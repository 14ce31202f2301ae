//! Orderings along a one-dimensional projection.

use crate::algorithms::pca::first_principal_component;
use crate::algorithms::umap::umap_embed;
use crate::config::StrategyConfig;
use crate::domain::errors::StrategyError;
use crate::ports::inbound::SortingStrategy;
use shared_types::{Ensemble, NamedOrdering, Permutation, StrategyFamily};
use tracing::warn;

/// `FPCP` (first principal component) and `UMAP` (1-D embedding).
#[derive(Debug, Clone, Default)]
pub struct ProjectionStrategy {
    config: StrategyConfig,
}

impl ProjectionStrategy {
    pub const FPCP: &'static str = "FPCP";
    pub const UMAP: &'static str = "UMAP";

    pub fn new(config: StrategyConfig) -> Self {
        Self { config }
    }

    fn ordering_or_identity(
        name: &str,
        n: usize,
        projection: Result<Vec<f64>, StrategyError>,
    ) -> NamedOrdering {
        match projection {
            Ok(values) => NamedOrdering::new(name, Permutation::argsort(&values)),
            Err(e) => {
                warn!(strategy = name, rows = n, error = %e, "Projection failed, using identity");
                NamedOrdering::new(name, Permutation::identity(n))
            }
        }
    }
}

impl SortingStrategy for ProjectionStrategy {
    fn family(&self) -> StrategyFamily {
        StrategyFamily::Projection
    }

    fn sort(&self, data: &Ensemble) -> Result<Vec<NamedOrdering>, StrategyError> {
        if data.is_scalar() {
            return Err(StrategyError::RequiresSeries {
                strategy: "projection",
                rows: data.n_rows(),
            });
        }
        let n = data.n_rows();

        let pca = first_principal_component(data.view()).map(|p| p.to_vec());
        let umap = umap_embed(data.view(), 1, &self.config).map(|e| e.column(0).to_vec());

        Ok(vec![
            Self::ordering_or_identity(Self::FPCP, n, pca),
            Self::ordering_or_identity(Self::UMAP, n, umap),
        ])
    }
}

#[cfg(test)]
mod tests {
    use super::*;

    fn ramp(n: usize) -> Ensemble {
        let rows = (0..n)
            .map(|i| {
                let t = i as f64;
                vec![t, 2.0 * t + 1.0, -t]
            })
            .collect();
        Ensemble::from_rows(rows).unwrap()
    }

    #[test]
    fn test_pca_orders_a_ramp_monotonically() {
        let shuffle = Permutation::try_new(vec![5, 0, 11, 3, 8, 1, 10, 2, 7, 4, 9, 6]).unwrap();
        let data = ramp(12).reordered(&shuffle).unwrap();
        let out = ProjectionStrategy::default().sort(&data).unwrap();
        assert_eq!(out[0].name, "FPCP");
        assert_eq!(out[1].name, "UMAP");

        let order = out[0].ordering.as_slice();
        let firsts: Vec<f64> = order.iter().map(|&i| data.row(i)[0]).collect();
        let ascending = firsts.windows(2).all(|w| w[0] < w[1]);
        let descending = firsts.windows(2).all(|w| w[0] > w[1]);
        assert!(ascending || descending, "{firsts:?}");
        assert!(out[1].ordering.is_permutation_of(12));
    }

    #[test]
    fn test_failures_fall_back_to_identity() {
        // constant rows: no principal direction; two rows: too few for UMAP
        let data = Ensemble::from_rows(vec![vec![1.0, 1.0], vec![1.0, 1.0]]).unwrap();
        let out = ProjectionStrategy::default().sort(&data).unwrap();
        assert_eq!(out.len(), 2);
        for o in out {
            assert_eq!(o.ordering, Permutation::identity(2));
        }
    }

    #[test]
    fn test_scalar_input_is_rejected() {
        let data = Ensemble::from_scalars(vec![1.0, 2.0]).unwrap();
        assert!(ProjectionStrategy::default().sort(&data).is_err());
    }
}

§

• [Assigned task]:
Copy the data above in full, character for character.

• [Response box]:
repository 14ce31202f2301ae
//! Orderings along a one-dimensional projection.

use crate::algorithms::pca::first_principal_component;
use crate::algorithms::umap::umap_embed;
use crate::config::StrategyConfig;
use crate::domain::errors::StrategyError;
use crate::ports::inbound::SortingStrategy;
use shared_types::{Ensemble, NamedOrdering, Permutation, StrategyFamily};
use tracing::warn;

/// `FPCP` (first principal component) and `UMAP` (1-D embedding).
#[derive(Debug, Clone, Default)]
pub struct ProjectionStrategy {
    config: StrategyConfig,
}

impl ProjectionStrategy {
    pub const FPCP: &'static str = "FPCP";
    pub const UMAP: &'static str = "UMAP";

    pub fn new(config: StrategyConfig) -> Self {
        Self { config }
    }

    fn ordering_or_identity(
        name: &str,
        n: usize,
        projection: Result<Vec<f64>, StrategyError>,
    ) -> NamedOrdering {
        match projection {
            Ok(values) => NamedOrdering::new(name, Permutation::argsort(&values)),
            Err(e) => {
                warn!(strategy = name, rows = n, error = %e, "Projection failed, using identity");
                NamedOrdering::new(name, Permutation::identity(n))
            }
        }
    }
}

impl SortingStrategy for ProjectionStrategy {
    fn family(&self) -> StrategyFamily {
        StrategyFamily::Projection
    }

    fn sort(&self, data: &Ensemble) -> Result<Vec<NamedOrdering>, StrategyError> {
        if data.is_scalar() {
            return Err(StrategyError::RequiresSeries {
                strategy: "projection",
                rows: data.n_rows(),
            });
        }
        let n = data.n_rows();

        let pca = first_principal_component(data.view()).map(|p| p.to_vec());
        let umap = umap_embed(data.view(), 1, &self.config).map(|e| e.column(0).to_vec());

        Ok(vec![
            Self::ordering_or_identity(Self::FPCP, n, pca),
            Self::ordering_or_identity(Self::UMAP, n, umap),
        ])
    }
}

#[cfg(test)]
mod tests {
    use super::*;

    fn ramp(n: usize) -> Ensemble {
        let rows = (0..n)
            .map(|i| {
                let t = i as f64;
                vec![t, 2.0 * t + 1.0, -t]
            })
            .collect();
        Ensemble::from_rows(rows).unwrap()
    }

    #[test]
    fn test_pca_orders_a_ramp_monotonically() {
        let shuffle = Permutation::try_new(vec![5, 0, 11, 3, 8, 1, 10, 2, 7, 4, 9, 6]).unwrap();
        let data = ramp(12).reordered(&shuffle).unwrap();
        let out = ProjectionStrategy::default().sort(&data).unwrap();
        assert_eq!(out[0].name, "FPCP");
        assert_eq!(out[1].name, "UMAP");

        let order = out[0].ordering.as_slice();
        let firsts: Vec<f64> = order.iter().map(|&i| data.row(i)[0]).collect();
        let ascending = firsts.windows(2).all(|w| w[0] < w[1]);
        let descending = firsts.windows(2).all(|w| w[0] > w[1]);
        assert!(ascending || descending, "{firsts:?}");
        assert!(out[1].ordering.is_permutation_of(12));
    }

    #[test]
    fn test_failures_fall_back_to_identity() {
        // constant rows: no principal direction; two rows: too few for UMAP
        let data = Ensemble::from_rows(vec![vec![1.0, 1.0], vec![1.0, 1.0]]).unwrap();
        let out = ProjectionStrategy::default().sort(&data).unwrap();
        assert_eq!(out.len(), 2);
        for o in out {
            assert_eq!(o.ordering, Permutation::identity(2));
        }
    }

    #[test]
    fn test_scalar_input_is_rejected() {
        let data = Ensemble::from_scalars(vec![1.0, 2.0]).unwrap();
        assert!(ProjectionStrategy::default().sort(&data).is_err());
    }
}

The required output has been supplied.